_Directions_:
Every line of the records that contains "MockQuote" should be tallied, and only the resulting number returned.

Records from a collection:
//! # Static Source
//!
//! Stand-in adapter that answers every query with a configured mock quote.

use crate::domain::entities::SourcePayload;
use crate::domain::value_objects::{PriceQuery, SourceId};
use crate::infrastructure::sources::error::{SourceError, SourceResultType};
use crate::infrastructure::sources::traits::{SourceAdapter, SourceKind};
use async_trait::async_trait;
use rust_decimal::Decimal;
use serde::{Deserialize, Serialize};

/// Mock price answer, serialized as `{"price": 14.99, "pharmacy": "..."}`.
#[derive(Debug, Clone, PartialEq, Eq, Serialize, Deserialize)]
pub struct MockQuote {
    /// Quoted price, emitted as a JSON number.
    #[serde(with = "rust_decimal::serde::float")]
    pub price: Decimal,
    /// Pharmacy name.
    pub pharmacy: String,
}

impl MockQuote {
    /// Creates a mock quote.
    #[must_use]
    pub fn new(price: Decimal, pharmacy: impl Into<String>) -> Self {
        Self {
            price,
            pharmacy: pharmacy.into(),
        }
    }
}

/// Source adapter returning fixed data without any I/O.
#[derive(Debug, Clone)]
pub struct StaticSource {
    source_id: SourceId,
    quote: MockQuote,
    timeout_ms: u64,
}

impl StaticSource {
    /// Creates a static source.
    ///
    /// # Arguments
    ///
    /// * `source_id` - Key of this source in the response.
    /// * `quote` - Answer returned for every query.
    /// * `timeout_ms` - Bound applied by the aggregator.
    #[must_use]
    pub fn new(source_id: impl Into<SourceId>, quote: MockQuote, timeout_ms: u64) -> Self {
        Self {
            source_id: source_id.into(),
            quote,
            timeout_ms,
        }
    }
}

#[async_trait]
impl SourceAdapter for StaticSource {
    fn source_id(&self) -> &SourceId {
        &self.source_id
    }

    fn kind(&self) -> SourceKind {
        SourceKind::Static
    }

    fn timeout_ms(&self) -> u64 {
        self.timeout_ms
    }

    async fn fetch(&self, _query: &PriceQuery) -> SourceResultType<SourcePayload> {
        serde_json::to_value(&self.quote)
            .map(SourcePayload::new)
            .map_err(|e| SourceError::internal(format!("failed to encode mock quote: {}", e)))
    }
}
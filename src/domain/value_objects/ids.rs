//! # Identifiers
//!
//! String-based identifiers for pricing sources.

use serde::{Deserialize, Serialize};
use std::fmt;

/// Identifier of a pricing source, e.g. `"source1"`.
///
/// Used as the key of the source's entry in the aggregated response.
///
/// # Examples
///
/// ```
/// use drug_price_gateway::domain::value_objects::SourceId;
///
/// let id = SourceId::new("source1");
/// assert_eq!(id.as_str(), "source1");
/// ```
#[derive(Debug, Clone, PartialEq, Eq, PartialOrd, Ord, Hash, Serialize, Deserialize)]
#[serde(transparent)]
pub struct SourceId(String);

impl SourceId {
    /// Creates a new source identifier.
    #[must_use]
    pub fn new(id: impl Into<String>) -> Self {
        Self(id.into())
    }

    /// Returns the identifier as a string slice.
    #[inline]
    #[must_use]
    pub fn as_str(&self) -> &str {
        &self.0
    }

    /// Upper-cased form used as an environment variable prefix
    /// (`source1` becomes `SOURCE1`).
    #[must_use]
    pub fn env_prefix(&self) -> String {
        self.0
            .chars()
            .map(|c| {
                if c.is_ascii_alphanumeric() {
                    c.to_ascii_uppercase()
                } else {
                    '_'
                }
            })
            .collect()
    }
}

impl fmt::Display for SourceId {
    fn fmt(&self, f: &mut fmt::Formatter<'_>) -> fmt::Result {
        f.write_str(&self.0)
    }
}

impl From<&str> for SourceId {
    fn from(value: &str) -> Self {
        Self::new(value)
    }
}

impl From<String> for SourceId {
    fn from(value: String) -> Self {
        Self(value)
    }
}

impl AsRef<str> for SourceId {
    fn as_ref(&self) -> &str {
        &self.0
    }
}

#[cfg(test)]
mod tests {
    use super::*;

    #[test]
    fn env_prefix_uppercases_and_replaces_separators() {
        assert_eq!(SourceId::new("source1").env_prefix(), "SOURCE1");
        assert_eq!(SourceId::new("good-rx.v2").env_prefix(), "GOOD_RX_V2");
    }

    #[test]
    fn serializes_as_plain_string() {
        let json = serde_json::to_string(&SourceId::new("source3")).unwrap_or_default();
        assert_eq!(json, "\"source3\"");
    }
}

_Exercise solution_:
4